Items from a dataset:
━━━━━━━━

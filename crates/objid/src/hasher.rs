use std::io::{self, Read};

use digest::Digest;
use sha2::Sha256;

use crate::error::checked_range;
use crate::{ObjectId, ObjectIdError};

/// Size of the read buffer used by [`HashBuilder::update_from_reader`].
const READ_CHUNK: usize = 64 * 1024;

/// Streaming digest computation for [`ObjectId`].
///
/// The digest is SHA-256 truncated to its first 16 bytes. This is part of
/// the identifier format: every producer writing into the same store must
/// compute ids the same way, so the algorithm is fixed and not configurable.
///
/// Data can be fed incrementally with [`update`](HashBuilder::update),
/// [`write_range`](HashBuilder::write_range), or through the [`std::io::Write`]
/// implementation, then finalised with [`compute_hash`](HashBuilder::compute_hash).
/// Finalising consumes the builder, so it cannot be written to afterwards.
#[derive(Clone, Default)]
pub struct HashBuilder {
    inner: Sha256,
    written: u64,
}

impl HashBuilder {
    /// Create a builder with an empty running state.
    pub fn new() -> Self {
        Self::default()
    }

    /// Feed a whole slice into the digest.
    pub fn update(&mut self, data: &[u8]) {
        self.inner.update(data);
        self.written += data.len() as u64;
    }

    /// Feed `count` bytes of `buffer` starting at `offset`.
    ///
    /// Named apart from [`std::io::Write::write`] so both stay callable with
    /// the trait in scope.
    pub fn write_range(
        &mut self,
        buffer: &[u8],
        offset: usize,
        count: usize,
    ) -> Result<(), ObjectIdError> {
        let range = checked_range(buffer.len(), offset, count)?;
        self.update(&buffer[range]);
        Ok(())
    }

    /// Drain `reader` into the digest. Returns the number of bytes read.
    pub fn update_from_reader<R: Read>(&mut self, mut reader: R) -> io::Result<u64> {
        let mut buf = vec![0u8; READ_CHUNK];
        let mut total = 0u64;
        loop {
            let n = match reader.read(&mut buf) {
                Ok(0) => break,
                Ok(n) => n,
                Err(e) if e.kind() == io::ErrorKind::Interrupted => continue,
                Err(e) => return Err(e),
            };
            self.update(&buf[..n]);
            total += n as u64;
        }
        tracing::debug!(bytes = total, "hashed reader input");
        Ok(total)
    }

    /// Total number of bytes fed so far.
    pub fn bytes_written(&self) -> u64 {
        self.written
    }

    /// Finalize and return the ObjectId.
    pub fn compute_hash(self) -> ObjectId {
        let digest = self.inner.finalize();
        let mut bytes = [0u8; ObjectId::SIZE];
        bytes.copy_from_slice(&digest[..ObjectId::SIZE]);
        let id = ObjectId::from(bytes);
        tracing::trace!(bytes = self.written, %id, "computed object id");
        id
    }

    /// Convenience: hash data in one call.
    pub fn digest(data: &[u8]) -> ObjectId {
        let mut builder = Self::new();
        builder.update(data);
        builder.compute_hash()
    }
}

impl io::Write for HashBuilder {
    fn write(&mut self, buf: &[u8]) -> io::Result<usize> {
        self.update(buf);
        Ok(buf.len())
    }

    fn flush(&mut self) -> io::Result<()> {
        Ok(())
    }
}

impl std::fmt::Debug for HashBuilder {
    fn fmt(&self, f: &mut std::fmt::Formatter<'_>) -> std::fmt::Result {
        f.debug_struct("HashBuilder")
            .field("written", &self.written)
            .finish_non_exhaustive()
    }
}
pub mod compare;
pub mod hash;
pub mod parse;
pub mod random;
pub mod sort;

use anyhow::{Context, Result};
use clap::Subcommand;
use objid::ObjectId;

use crate::Cli;

#[derive(Subcommand)]
pub enum Commands {
    /// Compute the object id of files or stdin
    Hash(hash::HashArgs),
    /// Generate random object ids
    Random(random::RandomArgs),
    /// Validate an object id and show its layout
    Parse(parse::ParseArgs),
    /// Compare two object ids (-1, 0 or 1)
    Compare(compare::CompareArgs),
    /// Sort object ids read from stdin
    Sort(sort::SortArgs),
}

pub fn run(cli: Cli) -> Result<i32> {
    match &cli.command {
        Commands::Hash(args) => hash::run(args),
        Commands::Random(args) => random::run(args),
        Commands::Parse(args) => parse::run(args),
        Commands::Compare(args) => compare::run(args),
        Commands::Sort(args) => sort::run(args),
    }
}

/// Parse a command-line id, naming the offending argument on failure.
pub(crate) fn parse_id(arg: &str) -> Result<ObjectId> {
    arg.parse::<ObjectId>()
        .with_context(|| format!("not a valid object id: '{arg}'"))
}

━━━━━━━━

> **Try it**
Reproduce all the records precisely.

> **Solution to the problem**
filename crates/objid/src/hasher.rs
use std::io::{self, Read};

use digest::Digest;
use sha2::Sha256;

use crate::error::checked_range;
use crate::{ObjectId, ObjectIdError};

/// Size of the read buffer used by [`HashBuilder::update_from_reader`].
const READ_CHUNK: usize = 64 * 1024;

/// Streaming digest computation for [`ObjectId`].
///
/// The digest is SHA-256 truncated to its first 16 bytes. This is part of
/// the identifier format: every producer writing into the same store must
/// compute ids the same way, so the algorithm is fixed and not configurable.
///
/// Data can be fed incrementally with [`update`](HashBuilder::update),
/// [`write_range`](HashBuilder::write_range), or through the [`std::io::Write`]
/// implementation, then finalised with [`compute_hash`](HashBuilder::compute_hash).
/// Finalising consumes the builder, so it cannot be written to afterwards.
#[derive(Clone, Default)]
pub struct HashBuilder {
    inner: Sha256,
    written: u64,
}

impl HashBuilder {
    /// Create a builder with an empty running state.
    pub fn new() -> Self {
        Self::default()
    }

    /// Feed a whole slice into the digest.
    pub fn update(&mut self, data: &[u8]) {
        self.inner.update(data);
        self.written += data.len() as u64;
    }

    /// Feed `count` bytes of `buffer` starting at `offset`.
    ///
    /// Named apart from [`std::io::Write::write`] so both stay callable with
    /// the trait in scope.
    pub fn write_range(
        &mut self,
        buffer: &[u8],
        offset: usize,
        count: usize,
    ) -> Result<(), ObjectIdError> {
        let range = checked_range(buffer.len(), offset, count)?;
        self.update(&buffer[range]);
        Ok(())
    }

    /// Drain `reader` into the digest. Returns the number of bytes read.
    pub fn update_from_reader<R: Read>(&mut self, mut reader: R) -> io::Result<u64> {
        let mut buf = vec![0u8; READ_CHUNK];
        let mut total = 0u64;
        loop {
            let n = match reader.read(&mut buf) {
                Ok(0) => break,
                Ok(n) => n,
                Err(e) if e.kind() == io::ErrorKind::Interrupted => continue,
                Err(e) => return Err(e),
            };
            self.update(&buf[..n]);
            total += n as u64;
        }
        tracing::debug!(bytes = total, "hashed reader input");
        Ok(total)
    }

    /// Total number of bytes fed so far.
    pub fn bytes_written(&self) -> u64 {
        self.written
    }

    /// Finalize and return the ObjectId.
    pub fn compute_hash(self) -> ObjectId {
        let digest = self.inner.finalize();
        let mut bytes = [0u8; ObjectId::SIZE];
        bytes.copy_from_slice(&digest[..ObjectId::SIZE]);
        let id = ObjectId::from(bytes);
        tracing::trace!(bytes = self.written, %id, "computed object id");
        id
    }

    /// Convenience: hash data in one call.
    pub fn digest(data: &[u8]) -> ObjectId {
        let mut builder = Self::new();
        builder.update(data);
        builder.compute_hash()
    }
}

impl io::Write for HashBuilder {
    fn write(&mut self, buf: &[u8]) -> io::Result<usize> {
        self.update(buf);
        Ok(buf.len())
    }

    fn flush(&mut self) -> io::Result<()> {
        Ok(())
    }
}

impl std::fmt::Debug for HashBuilder {
    fn fmt(&self, f: &mut std::fmt::Formatter<'_>) -> std::fmt::Result {
        f.debug_struct("HashBuilder")
            .field("written", &self.written)
            .finish_non_exhaustive()
    }
}
pub mod compare;
pub mod hash;
pub mod parse;
pub mod random;
pub mod sort;

use anyhow::{Context, Result};
use clap::Subcommand;
use objid::ObjectId;

use crate::Cli;

#[derive(Subcommand)]
pub enum Commands {
    /// Compute the object id of files or stdin
    Hash(hash::HashArgs),
    /// Generate random object ids
    Random(random::RandomArgs),
    /// Validate an object id and show its layout
    Parse(parse::ParseArgs),
    /// Compare two object ids (-1, 0 or 1)
    Compare(compare::CompareArgs),
    /// Sort object ids read from stdin
    Sort(sort::SortArgs),
}

pub fn run(cli: Cli) -> Result<i32> {
    match &cli.command {
        Commands::Hash(args) => hash::run(args),
        Commands::Random(args) => random::run(args),
        Commands::Parse(args) => parse::run(args),
        Commands::Compare(args) => compare::run(args),
        Commands::Sort(args) => sort::run(args),
    }
}

/// Parse a command-line id, naming the offending argument on failure.
pub(crate) fn parse_id(arg: &str) -> Result<ObjectId> {
    arg.parse::<ObjectId>()
        .with_context(|| format!("not a valid object id: '{arg}'"))
}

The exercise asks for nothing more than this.